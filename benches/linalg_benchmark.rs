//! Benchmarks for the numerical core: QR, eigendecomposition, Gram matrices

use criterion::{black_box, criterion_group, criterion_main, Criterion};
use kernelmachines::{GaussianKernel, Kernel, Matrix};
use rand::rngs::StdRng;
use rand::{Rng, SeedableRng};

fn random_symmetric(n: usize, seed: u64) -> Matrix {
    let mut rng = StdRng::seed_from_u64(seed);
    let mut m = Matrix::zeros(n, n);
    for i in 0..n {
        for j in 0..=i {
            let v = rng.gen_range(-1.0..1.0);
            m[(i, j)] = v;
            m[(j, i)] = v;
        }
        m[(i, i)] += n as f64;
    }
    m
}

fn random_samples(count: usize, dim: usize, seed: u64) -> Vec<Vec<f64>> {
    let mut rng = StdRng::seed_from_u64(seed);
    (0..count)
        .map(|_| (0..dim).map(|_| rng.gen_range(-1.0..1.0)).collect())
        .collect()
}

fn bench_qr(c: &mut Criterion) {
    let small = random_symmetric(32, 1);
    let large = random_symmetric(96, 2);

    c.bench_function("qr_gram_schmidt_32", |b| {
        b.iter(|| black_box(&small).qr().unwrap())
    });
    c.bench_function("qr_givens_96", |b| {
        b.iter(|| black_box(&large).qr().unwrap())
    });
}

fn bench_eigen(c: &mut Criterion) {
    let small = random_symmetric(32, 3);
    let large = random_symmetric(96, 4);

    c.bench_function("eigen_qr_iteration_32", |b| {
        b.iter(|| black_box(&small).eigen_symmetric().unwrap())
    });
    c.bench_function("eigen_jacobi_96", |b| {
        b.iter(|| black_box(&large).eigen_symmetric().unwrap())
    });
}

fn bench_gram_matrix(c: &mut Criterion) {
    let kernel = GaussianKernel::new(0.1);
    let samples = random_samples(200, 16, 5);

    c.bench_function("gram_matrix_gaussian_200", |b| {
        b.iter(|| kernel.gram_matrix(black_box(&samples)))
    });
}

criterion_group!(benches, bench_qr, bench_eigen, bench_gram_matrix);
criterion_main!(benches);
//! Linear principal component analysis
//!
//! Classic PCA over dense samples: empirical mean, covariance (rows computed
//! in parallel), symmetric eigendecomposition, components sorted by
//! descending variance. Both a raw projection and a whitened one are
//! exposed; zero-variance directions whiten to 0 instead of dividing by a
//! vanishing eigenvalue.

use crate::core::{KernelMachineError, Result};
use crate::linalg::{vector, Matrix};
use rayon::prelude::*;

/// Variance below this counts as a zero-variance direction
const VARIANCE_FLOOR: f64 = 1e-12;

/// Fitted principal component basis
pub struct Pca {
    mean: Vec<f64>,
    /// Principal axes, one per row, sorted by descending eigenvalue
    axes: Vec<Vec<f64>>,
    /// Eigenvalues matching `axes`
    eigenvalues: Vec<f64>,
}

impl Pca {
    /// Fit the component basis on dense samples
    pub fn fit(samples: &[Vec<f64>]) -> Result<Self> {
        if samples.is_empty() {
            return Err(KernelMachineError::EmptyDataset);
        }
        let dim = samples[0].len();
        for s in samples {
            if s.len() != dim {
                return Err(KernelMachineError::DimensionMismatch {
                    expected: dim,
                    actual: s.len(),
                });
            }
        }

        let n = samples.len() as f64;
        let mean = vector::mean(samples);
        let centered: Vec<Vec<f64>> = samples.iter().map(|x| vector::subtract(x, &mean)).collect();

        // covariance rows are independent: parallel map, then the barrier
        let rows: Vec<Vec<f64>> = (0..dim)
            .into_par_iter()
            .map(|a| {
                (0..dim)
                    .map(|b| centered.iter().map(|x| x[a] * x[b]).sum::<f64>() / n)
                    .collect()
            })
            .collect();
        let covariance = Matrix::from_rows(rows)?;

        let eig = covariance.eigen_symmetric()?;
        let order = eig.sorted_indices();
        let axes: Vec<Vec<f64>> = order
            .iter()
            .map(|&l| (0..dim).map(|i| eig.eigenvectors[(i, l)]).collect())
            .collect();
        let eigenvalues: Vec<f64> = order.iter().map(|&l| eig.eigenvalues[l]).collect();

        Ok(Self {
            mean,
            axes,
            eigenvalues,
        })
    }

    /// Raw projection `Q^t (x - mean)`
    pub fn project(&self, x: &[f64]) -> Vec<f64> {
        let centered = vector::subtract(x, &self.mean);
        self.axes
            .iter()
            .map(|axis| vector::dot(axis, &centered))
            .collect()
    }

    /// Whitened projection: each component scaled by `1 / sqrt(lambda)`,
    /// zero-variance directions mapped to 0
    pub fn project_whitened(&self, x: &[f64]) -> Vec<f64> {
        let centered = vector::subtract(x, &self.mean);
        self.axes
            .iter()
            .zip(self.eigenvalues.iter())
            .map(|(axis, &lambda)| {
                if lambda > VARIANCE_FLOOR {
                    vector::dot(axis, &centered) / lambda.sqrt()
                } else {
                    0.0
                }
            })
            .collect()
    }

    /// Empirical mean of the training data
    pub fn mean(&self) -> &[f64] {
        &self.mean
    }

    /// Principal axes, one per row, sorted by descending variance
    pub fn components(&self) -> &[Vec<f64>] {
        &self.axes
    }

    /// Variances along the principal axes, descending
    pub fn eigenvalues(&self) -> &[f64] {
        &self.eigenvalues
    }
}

§

Instructions to follow: Each line of the data has to be written out exactly as it appears.

Task result:
filename benches/linalg_benchmark.rs
//! Benchmarks for the numerical core: QR, eigendecomposition, Gram matrices

use criterion::{black_box, criterion_group, criterion_main, Criterion};
use kernelmachines::{GaussianKernel, Kernel, Matrix};
use rand::rngs::StdRng;
use rand::{Rng, SeedableRng};

fn random_symmetric(n: usize, seed: u64) -> Matrix {
    let mut rng = StdRng::seed_from_u64(seed);
    let mut m = Matrix::zeros(n, n);
    for i in 0..n {
        for j in 0..=i {
            let v = rng.gen_range(-1.0..1.0);
            m[(i, j)] = v;
            m[(j, i)] = v;
        }
        m[(i, i)] += n as f64;
    }
    m
}

fn random_samples(count: usize, dim: usize, seed: u64) -> Vec<Vec<f64>> {
    let mut rng = StdRng::seed_from_u64(seed);
    (0..count)
        .map(|_| (0..dim).map(|_| rng.gen_range(-1.0..1.0)).collect())
        .collect()
}

fn bench_qr(c: &mut Criterion) {
    let small = random_symmetric(32, 1);
    let large = random_symmetric(96, 2);

    c.bench_function("qr_gram_schmidt_32", |b| {
        b.iter(|| black_box(&small).qr().unwrap())
    });
    c.bench_function("qr_givens_96", |b| {
        b.iter(|| black_box(&large).qr().unwrap())
    });
}

fn bench_eigen(c: &mut Criterion) {
    let small = random_symmetric(32, 3);
    let large = random_symmetric(96, 4);

    c.bench_function("eigen_qr_iteration_32", |b| {
        b.iter(|| black_box(&small).eigen_symmetric().unwrap())
    });
    c.bench_function("eigen_jacobi_96", |b| {
        b.iter(|| black_box(&large).eigen_symmetric().unwrap())
    });
}

fn bench_gram_matrix(c: &mut Criterion) {
    let kernel = GaussianKernel::new(0.1);
    let samples = random_samples(200, 16, 5);

    c.bench_function("gram_matrix_gaussian_200", |b| {
        b.iter(|| kernel.gram_matrix(black_box(&samples)))
    });
}

criterion_group!(benches, bench_qr, bench_eigen, bench_gram_matrix);
criterion_main!(benches);
//! Linear principal component analysis
//!
//! Classic PCA over dense samples: empirical mean, covariance (rows computed
//! in parallel), symmetric eigendecomposition, components sorted by
//! descending variance. Both a raw projection and a whitened one are
//! exposed; zero-variance directions whiten to 0 instead of dividing by a
//! vanishing eigenvalue.

use crate::core::{KernelMachineError, Result};
use crate::linalg::{vector, Matrix};
use rayon::prelude::*;

/// Variance below this counts as a zero-variance direction
const VARIANCE_FLOOR: f64 = 1e-12;

/// Fitted principal component basis
pub struct Pca {
    mean: Vec<f64>,
    /// Principal axes, one per row, sorted by descending eigenvalue
    axes: Vec<Vec<f64>>,
    /// Eigenvalues matching `axes`
    eigenvalues: Vec<f64>,
}

impl Pca {
    /// Fit the component basis on dense samples
    pub fn fit(samples: &[Vec<f64>]) -> Result<Self> {
        if samples.is_empty() {
            return Err(KernelMachineError::EmptyDataset);
        }
        let dim = samples[0].len();
        for s in samples {
            if s.len() != dim {
                return Err(KernelMachineError::DimensionMismatch {
                    expected: dim,
                    actual: s.len(),
                });
            }
        }

        let n = samples.len() as f64;
        let mean = vector::mean(samples);
        let centered: Vec<Vec<f64>> = samples.iter().map(|x| vector::subtract(x, &mean)).collect();

        // covariance rows are independent: parallel map, then the barrier
        let rows: Vec<Vec<f64>> = (0..dim)
            .into_par_iter()
            .map(|a| {
                (0..dim)
                    .map(|b| centered.iter().map(|x| x[a] * x[b]).sum::<f64>() / n)
                    .collect()
            })
            .collect();
        let covariance = Matrix::from_rows(rows)?;

        let eig = covariance.eigen_symmetric()?;
        let order = eig.sorted_indices();
        let axes: Vec<Vec<f64>> = order
            .iter()
            .map(|&l| (0..dim).map(|i| eig.eigenvectors[(i, l)]).collect())
            .collect();
        let eigenvalues: Vec<f64> = order.iter().map(|&l| eig.eigenvalues[l]).collect();

        Ok(Self {
            mean,
            axes,
            eigenvalues,
        })
    }

    /// Raw projection `Q^t (x - mean)`
    pub fn project(&self, x: &[f64]) -> Vec<f64> {
        let centered = vector::subtract(x, &self.mean);
        self.axes
            .iter()
            .map(|axis| vector::dot(axis, &centered))
            .collect()
    }

    /// Whitened projection: each component scaled by `1 / sqrt(lambda)`,
    /// zero-variance directions mapped to 0
    pub fn project_whitened(&self, x: &[f64]) -> Vec<f64> {
        let centered = vector::subtract(x, &self.mean);
        self.axes
            .iter()
            .zip(self.eigenvalues.iter())
            .map(|(axis, &lambda)| {
                if lambda > VARIANCE_FLOOR {
                    vector::dot(axis, &centered) / lambda.sqrt()
                } else {
                    0.0
                }
            })
            .collect()
    }

    /// Empirical mean of the training data
    pub fn mean(&self) -> &[f64] {
        &self.mean
    }

    /// Principal axes, one per row, sorted by descending variance
    pub fn components(&self) -> &[Vec<f64>] {
        &self.axes
    }

    /// Variances along the principal axes, descending
    pub fn eigenvalues(&self) -> &[f64] {
        &self.eigenvalues
    }
}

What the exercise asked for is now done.